Figure 6. The MeCP2-Prpf3 complex interacts with mRNA in vivo.

(A) RT-PCR analysis of a RIP from HA-MeCP2 stably transfected HT-22 cells indicates an association of HA-MeCP2 with Cdk10 mRNA (top, lane 2), and FRG1 mRNA (middle, lane 2), but not Casc3 mRNA (bottom, lane 2). Control RIPs using normal rabbit serum (IgG) (lane 3) show no RT-PCR product.

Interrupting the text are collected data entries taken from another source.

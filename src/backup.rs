use anyhow::{anyhow, Context};
use serde_json::json;
use sha2::{Digest, Sha256};
use std::fs::File;
use std::io::{Read, Write};
use std::path::Path;
use std::time::{SystemTime, UNIX_EPOCH};
use zip::write::FileOptions;
use zip::{CompressionMethod, ZipArchive, ZipWriter};

use crate::store::DB_FILE;

const MANIFEST_ENTRY: &str = "manifest.json";
const DB_ENTRY: &str = "db/muse.sqlite3";
const META_WORKSPACE_ENTRY: &str = "meta/workspace.json";
pub const BUNDLE_FORMAT_V1: &str = "muse-workspace-v1";

#[derive(Debug, Clone)]
pub struct ExportSummary {
    pub bundle_format: String,
    pub entry_count: usize,
    pub db_sha256: String,
}

#[derive(Debug, Clone)]
pub struct ImportSummary {
    pub bundle_format_detected: String,
}

pub fn export_workspace_bundle(
    workspace_path: &Path,
    out_path: &Path,
) -> anyhow::Result<ExportSummary> {
    let db_path = workspace_path.join(DB_FILE);
    if !db_path.is_file() {
        return Err(anyhow!(
            "workspace database not found: {}",
            db_path.to_string_lossy()
        ));
    }

    if let Some(parent) = out_path.parent() {
        std::fs::create_dir_all(parent)
            .with_context(|| format!("failed to create directory {}", parent.to_string_lossy()))?;
    }

    let db_bytes = std::fs::read(&db_path)
        .with_context(|| format!("failed to read database {}", db_path.to_string_lossy()))?;
    let db_sha256 = hex_digest(&db_bytes);

    let out_file = File::create(out_path).with_context(|| {
        format!(
            "failed to create output file {}",
            out_path.to_string_lossy()
        )
    })?;
    let mut zip = ZipWriter::new(out_file);
    let opts = FileOptions::default().compression_method(CompressionMethod::Deflated);

    let exported_at = SystemTime::now()
        .duration_since(UNIX_EPOCH)
        .unwrap_or_default()
        .as_secs();
    let manifest = json!({
        "format": BUNDLE_FORMAT_V1,
        "version": 1,
        "appVersion": env!("CARGO_PKG_VERSION"),
        "exportedAt": exported_at,
        "dbSha256": db_sha256,
    });
    zip.start_file(MANIFEST_ENTRY, opts)
        .context("failed to start manifest entry")?;
    zip.write_all(
        serde_json::to_string_pretty(&manifest)
            .context("failed to serialize manifest")?
            .as_bytes(),
    )
    .context("failed to write manifest entry")?;

    zip.start_file(DB_ENTRY, opts)
        .context("failed to start database entry")?;
    zip.write_all(&db_bytes)
        .context("failed to write database entry")?;

    let workspace_meta = json!({
        "sourceWorkspace": workspace_path.to_string_lossy(),
    });
    zip.start_file(META_WORKSPACE_ENTRY, opts)
        .context("failed to start workspace metadata entry")?;
    zip.write_all(
        serde_json::to_string_pretty(&workspace_meta)
            .context("failed to serialize workspace metadata")?
            .as_bytes(),
    )
    .context("failed to write workspace metadata entry")?;

    zip.finish().context("failed to finalize zip bundle")?;

    Ok(ExportSummary {
        bundle_format: BUNDLE_FORMAT_V1.to_string(),
        entry_count: 3,
        db_sha256,
    })
}

pub fn import_workspace_bundle(
    in_path: &Path,
    workspace_path: &Path,
) -> anyhow::Result<ImportSummary> {
    std::fs::create_dir_all(workspace_path).with_context(|| {
        format!(
            "failed to create workspace {}",
            workspace_path.to_string_lossy()
        )
    })?;
    let dst = workspace_path.join(DB_FILE);

    let in_file = File::open(in_path)
        .with_context(|| format!("failed to open bundle {}", in_path.to_string_lossy()))?;
    let mut archive = ZipArchive::new(in_file).context("invalid zip archive")?;

    let mut manifest_text = String::new();
    archive
        .by_name(MANIFEST_ENTRY)
        .context("bundle missing manifest.json")?
        .read_to_string(&mut manifest_text)
        .context("failed to read manifest.json")?;
    let manifest: serde_json::Value =
        serde_json::from_str(&manifest_text).context("manifest.json is invalid JSON")?;
    let format = manifest
        .get("format")
        .and_then(|v| v.as_str())
        .unwrap_or("");
    if format != BUNDLE_FORMAT_V1 {
        return Err(anyhow!("unsupported bundle format: {}", format));
    }

    let mut db_bytes = Vec::new();
    archive
        .by_name(DB_ENTRY)
        .context("bundle missing db/muse.sqlite3")?
        .read_to_end(&mut db_bytes)
        .context("failed to read database entry")?;

    // The manifest pins the database checksum; a mismatch means the bundle
    // was corrupted in transit.
    if let Some(expected) = manifest.get("dbSha256").and_then(|v| v.as_str()) {
        let actual = hex_digest(&db_bytes);
        if actual != expected {
            return Err(anyhow!(
                "database checksum mismatch: expected {}, got {}",
                expected,
                actual
            ));
        }
    }

    let tmp_dst = workspace_path.join(format!("{}.importing", DB_FILE));
    if tmp_dst.exists() {
        let _ = std::fs::remove_file(&tmp_dst);
    }
    std::fs::write(&tmp_dst, &db_bytes).with_context(|| {
        format!(
            "failed to write temp database {}",
            tmp_dst.to_string_lossy()
        )
    })?;

    if dst.exists() {
        std::fs::remove_file(&dst).with_context(|| {
            format!(
                "failed to remove existing database {}",
                dst.to_string_lossy()
            )
        })?;
    }
    std::fs::rename(&tmp_dst, &dst).with_context(|| {
        format!(
            "failed to move extracted database to {}",
            dst.to_string_lossy()
        )
    })?;

    Ok(ImportSummary {
        bundle_format_detected: BUNDLE_FORMAT_V1.to_string(),
    })
}

fn hex_digest(bytes: &[u8]) -> String {
    let mut hasher = Sha256::new();
    hasher.update(bytes);
    let digest = hasher.finalize();
    digest.iter().map(|b| format!("{:02x}", b)).collect()
}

RT-PCRs using unbound RNA from RIPs indicate target mRNAs were present in all RIP samples (lanes 4 and 5) and all RT-PCRs were RNase sensitive (+ RNase) confirming RNA and not DNA was being assayed. (B) An anti-HA RIP followed by anti-Prpf3 Re-RIP experiment from HA-MeCP2 HT-22 cells was assayed for Cdk10 mRNA by RT-PCR (lane 2). Control RIP and Re-RIP experiments using normal rabbit serum (IgG) showed no product by RT-PCR (lane 3). Unbound mRNA was assayed by RT-PCR for the RIP (lanes 6 and 7) and Re-RIPs (lanes 4 and 5) to confirm the presence of the Cdk10 mRNA in the reactions. All RT-PCRs were sensitive to RNase treatment (lower panel) confirming the amplifications were from RNA and not DNA templates.